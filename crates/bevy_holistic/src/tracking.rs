use bevy::ecs::system::SystemParam;
use bevy::hierarchy::HierarchyQueryExt;
use bevy::log;
use bevy::prelude::*;
use holistic_rig::{
    RetargetConfig, RetargetEngine, RigError, RigGroup, RigTarget, TickOutcome, TrackingInput,
};

/// Landmarks received since the last frame, newest per stream.
#[derive(Debug, Default, Resource)]
pub struct PendingLandmarks {
    pub input: TrackingInput,
}

#[derive(Debug, Clone, Resource)]
pub struct RetargetSettings(pub RetargetConfig);

/// The four hierarchies one tracked character is made of.
#[derive(Debug, Clone, Copy, Component)]
pub struct HolisticRig {
    pub pose: Entity,
    pub left_hand: Entity,
    pub right_hand: Entity,
    pub model: Entity,
}

impl HolisticRig {
    pub fn root(&self, group: RigGroup) -> Entity {
        match group {
            RigGroup::Pose => self.pose,
            RigGroup::LeftHand => self.left_hand,
            RigGroup::RightHand => self.right_hand,
            RigGroup::Model => self.model,
        }
    }
}

/// Per-character engine. Built lazily because the model scene spawns
/// asynchronously.
#[derive(Default, Component)]
pub struct Retargeter {
    engine: Option<RetargetEngine<Entity>>,
    last_error: Option<RigError>,
}

#[derive(SystemParam)]
pub struct SceneGraph<'w, 's> {
    names: Query<'w, 's, &'static Name>,
    children: Query<'w, 's, &'static Children>,
    parents: Query<'w, 's, &'static Parent>,
    transforms: Query<'w, 's, &'static mut Transform>,
}

impl SceneGraph<'_, '_> {
    fn has_name(&self, entity: Entity, name: &str) -> bool {
        self.names.get(entity).is_ok_and(|n| n.as_str() == name)
    }

    fn find_child(&self, parent: Entity, name: &str) -> Option<Entity> {
        self.children.get(parent).ok()?
            .iter()
            .copied()
            .find(|child| self.has_name(*child, name))
    }

    fn find_descendant(&self, root: Entity, name: &str) -> Option<Entity> {
        self.children.iter_descendants(root)
            .find(|entity| self.has_name(*entity, name))
    }

    /// Resolves a `/`-separated path below `root`.
    ///
    /// The first segment may sit at any depth, since scene loaders wrap the
    /// named node hierarchy in unnamed roots. Later segments are direct
    /// children.
    pub fn find_path(&self, root: Entity, path: &str) -> Option<Entity> {
        let mut segments = path.split('/').filter(|s| !s.is_empty());
        let mut entity = self.find_descendant(root, segments.next()?)?;
        for segment in segments {
            entity = self.find_child(entity, segment)?;
        }
        Some(entity)
    }

    fn transform(&self, entity: Entity) -> Result<Transform, RigError> {
        self.transforms.get(entity)
            .copied()
            .map_err(|_| RigError::StaleHandle(format!("{:?}", entity)))
    }

    fn transform_mut(&mut self, entity: Entity) -> Result<Mut<'_, Transform>, RigError> {
        self.transforms.get_mut(entity)
            .map_err(|_| RigError::StaleHandle(format!("{:?}", entity)))
    }

    /// Composes local transforms from `entity` up to, but excluding, `stop`.
    ///
    /// Reads `Transform` rather than `GlobalTransform` so that writes made
    /// earlier in the same frame are visible.
    fn compose_until(&self, entity: Entity, stop: Option<Entity>) -> Result<Transform, RigError> {
        let mut result = self.transform(entity)?;
        let mut current = entity;
        while let Ok(parent) = self.parents.get(current) {
            current = parent.get();
            if Some(current) == stop {
                return Ok(result);
            }
            result = self.transform(current)?.mul_transform(result);
        }

        match stop {
            Some(stop) => Err(RigError::StaleHandle(format!("{:?} is not below {:?}", entity, stop))),
            None => Ok(result),
        }
    }
}

/// A [`SceneGraph`] seen through one character's roots.
pub struct BoundRig<'a, 'w, 's> {
    rig: &'a HolisticRig,
    graph: &'a mut SceneGraph<'w, 's>,
}

impl RigTarget for BoundRig<'_, '_, '_> {
    type Handle = Entity;

    fn root(&self, group: RigGroup) -> Result<Entity, RigError> {
        let root = self.rig.root(group);
        self.graph.transforms.get(root)
            .map(|_| root)
            .map_err(|_| RigError::MissingRoot(group))
    }

    fn joint(&self, group: RigGroup, name: &str) -> Result<Entity, RigError> {
        self.graph.find_path(self.rig.root(group), name)
            .ok_or_else(|| RigError::missing_joint(group, name.to_owned()))
    }

    fn set_local_position(&mut self, joint: Entity, position: Vec3) -> Result<(), RigError> {
        self.graph.transform_mut(joint)?.translation = position;
        Ok(())
    }

    fn set_local_rotation(&mut self, joint: Entity, rotation: Quat) -> Result<(), RigError> {
        self.graph.transform_mut(joint)?.rotation = rotation;
        Ok(())
    }

    fn world_position(&self, joint: Entity) -> Result<Vec3, RigError> {
        Ok(self.graph.compose_until(joint, None)?.translation)
    }

    fn bind_position(&self, joint: Entity) -> Result<Vec3, RigError> {
        Ok(self.graph.compose_until(joint, Some(self.rig.model))?.translation)
    }

    fn uniform_scale(&self, joint: Entity) -> Result<f32, RigError> {
        Ok(self.graph.transform(joint)?.scale.x)
    }

    fn set_uniform_scale(&mut self, joint: Entity, scale: f32) -> Result<(), RigError> {
        self.graph.transform_mut(joint)?.scale = Vec3::splat(scale);
        Ok(())
    }
}

pub fn retarget_rigs(
    settings: Res<RetargetSettings>,
    mut pending: ResMut<PendingLandmarks>,
    mut rigs: Query<(&HolisticRig, &mut Retargeter)>,
    mut graph: SceneGraph,
) {
    for (rig, mut retargeter) in &mut rigs {
        if retargeter.engine.is_some() {
            continue;
        }

        let target = BoundRig {
            rig,
            graph: &mut graph,
        };
        match RetargetEngine::new(&target, &settings.0) {
            Ok(engine) => {
                retargeter.engine = Some(engine);
                retargeter.last_error = None;
            }
            Err(err) => {
                if retargeter.last_error.as_ref() != Some(&err) {
                    log::warn!("rig is not ready for retargeting: {}", err);
                    retargeter.last_error = Some(err);
                }
            }
        }
    }

    // Landmarks keep accumulating until some rig can consume them.
    if rigs.iter().all(|(_, retargeter)| retargeter.engine.is_none()) {
        return;
    }
    let input = std::mem::take(&mut pending.input);

    for (rig, mut retargeter) in &mut rigs {
        let Some(engine) = retargeter.engine.as_mut() else {
            continue;
        };
        let mut target = BoundRig {
            rig,
            graph: &mut graph,
        };
        match engine.tick(&mut target, &input) {
            Ok(TickOutcome::NotReady) => {}
            Ok(TickOutcome::Retargeted { scale_factor }) => {
                log::trace!("retargeted, scale factor {:?}", scale_factor);
            }
            Err(err) => log::error!("retargeting failed: {}", err),
        }
    }
}

/// Spawns a group root with one named child per slot, each drawn as a small
/// sphere.
pub fn spawn_constraint_group<'a>(
    commands: &mut Commands,
    name: &str,
    slots: impl IntoIterator<Item=&'a str>,
    mesh: &Handle<Mesh>,
    material: &Handle<StandardMaterial>,
) -> Entity {
    commands
        .spawn((SpatialBundle::default(), Name::new(name.to_owned())))
        .with_children(|parent| {
            for slot in slots {
                parent.spawn((
                    PbrBundle {
                        mesh: mesh.clone(),
                        material: material.clone(),
                        ..default()
                    },
                    Name::new(slot.to_owned()),
                ));
            }
        })
        .id()
}
use crate::landmark::{LandmarkFrame, Stream};

/// Holds the most recent complete frame for each stream.
///
/// A frame is only ever replaced, never cleared, so a stream that stops
/// reporting keeps serving its last observation.
#[derive(Debug, Clone, Default)]
pub struct FrameCache {
    frames: [Option<LandmarkFrame>; 3],
}

impl FrameCache {
    pub fn new() -> Self {
        Self::default()
    }

    pub fn update(&mut self, stream: Stream, frame: Option<&LandmarkFrame>) {
        let Some(frame) = frame else {
            return;
        };
        debug_assert_eq!(frame.stream(), stream);

        match &mut self.frames[stream.index()] {
            Some(cached) => cached.copy_from(frame),
            slot => *slot = Some(frame.clone()),
        }
    }

    /// True once every stream has delivered at least one frame.
    pub fn is_ready(&self) -> bool {
        self.frames.iter().all(Option::is_some)
    }

    pub fn get(&self, stream: Stream) -> Option<&LandmarkFrame> {
        self.frames[stream.index()].as_ref()
    }
}

#[cfg(test)]
mod tests {
    use glam::Vec3;

    use super::*;

    fn hand(value: f32, stream: Stream) -> LandmarkFrame {
        LandmarkFrame::from_positions(stream, (0..21).map(|_| Vec3::splat(value))).unwrap()
    }

    #[test]
    fn test_ready_needs_every_stream() {
        let mut cache = FrameCache::new();
        assert!(!cache.is_ready());

        cache.update(Stream::Pose, Some(&LandmarkFrame::zeroed(Stream::Pose)));
        cache.update(Stream::LeftHand, Some(&hand(1.0, Stream::LeftHand)));
        assert!(!cache.is_ready());

        cache.update(Stream::RightHand, None);
        assert!(!cache.is_ready());

        cache.update(Stream::RightHand, Some(&hand(2.0, Stream::RightHand)));
        assert!(cache.is_ready());
    }

    #[test]
    fn test_absent_frame_keeps_stale_data() {
        let mut cache = FrameCache::new();
        cache.update(Stream::LeftHand, Some(&hand(1.0, Stream::LeftHand)));
        cache.update(Stream::LeftHand, None);
        assert_eq!(cache.get(Stream::LeftHand).unwrap().position(3), Vec3::ONE);

        cache.update(Stream::LeftHand, Some(&hand(4.0, Stream::LeftHand)));
        assert_eq!(cache.get(Stream::LeftHand).unwrap().position(3), Vec3::splat(4.0));
        assert!(cache.get(Stream::RightHand).is_none());
    }
}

TO DO →
Please give back the records exactly as written, beginning at the first line and including the line that holds "loaders wrap the" as the last.

ANSWER BOX →
filename crates/bevy_holistic/src/tracking.rs
use bevy::ecs::system::SystemParam;
use bevy::hierarchy::HierarchyQueryExt;
use bevy::log;
use bevy::prelude::*;
use holistic_rig::{
    RetargetConfig, RetargetEngine, RigError, RigGroup, RigTarget, TickOutcome, TrackingInput,
};

/// Landmarks received since the last frame, newest per stream.
#[derive(Debug, Default, Resource)]
pub struct PendingLandmarks {
    pub input: TrackingInput,
}

#[derive(Debug, Clone, Resource)]
pub struct RetargetSettings(pub RetargetConfig);

/// The four hierarchies one tracked character is made of.
#[derive(Debug, Clone, Copy, Component)]
pub struct HolisticRig {
    pub pose: Entity,
    pub left_hand: Entity,
    pub right_hand: Entity,
    pub model: Entity,
}

impl HolisticRig {
    pub fn root(&self, group: RigGroup) -> Entity {
        match group {
            RigGroup::Pose => self.pose,
            RigGroup::LeftHand => self.left_hand,
            RigGroup::RightHand => self.right_hand,
            RigGroup::Model => self.model,
        }
    }
}

/// Per-character engine. Built lazily because the model scene spawns
/// asynchronously.
#[derive(Default, Component)]
pub struct Retargeter {
    engine: Option<RetargetEngine<Entity>>,
    last_error: Option<RigError>,
}

#[derive(SystemParam)]
pub struct SceneGraph<'w, 's> {
    names: Query<'w, 's, &'static Name>,
    children: Query<'w, 's, &'static Children>,
    parents: Query<'w, 's, &'static Parent>,
    transforms: Query<'w, 's, &'static mut Transform>,
}

impl SceneGraph<'_, '_> {
    fn has_name(&self, entity: Entity, name: &str) -> bool {
        self.names.get(entity).is_ok_and(|n| n.as_str() == name)
    }

    fn find_child(&self, parent: Entity, name: &str) -> Option<Entity> {
        self.children.get(parent).ok()?
            .iter()
            .copied()
            .find(|child| self.has_name(*child, name))
    }

    fn find_descendant(&self, root: Entity, name: &str) -> Option<Entity> {
        self.children.iter_descendants(root)
            .find(|entity| self.has_name(*entity, name))
    }

    /// Resolves a `/`-separated path below `root`.
    ///
    /// The first segment may sit at any depth, since scene loaders wrap the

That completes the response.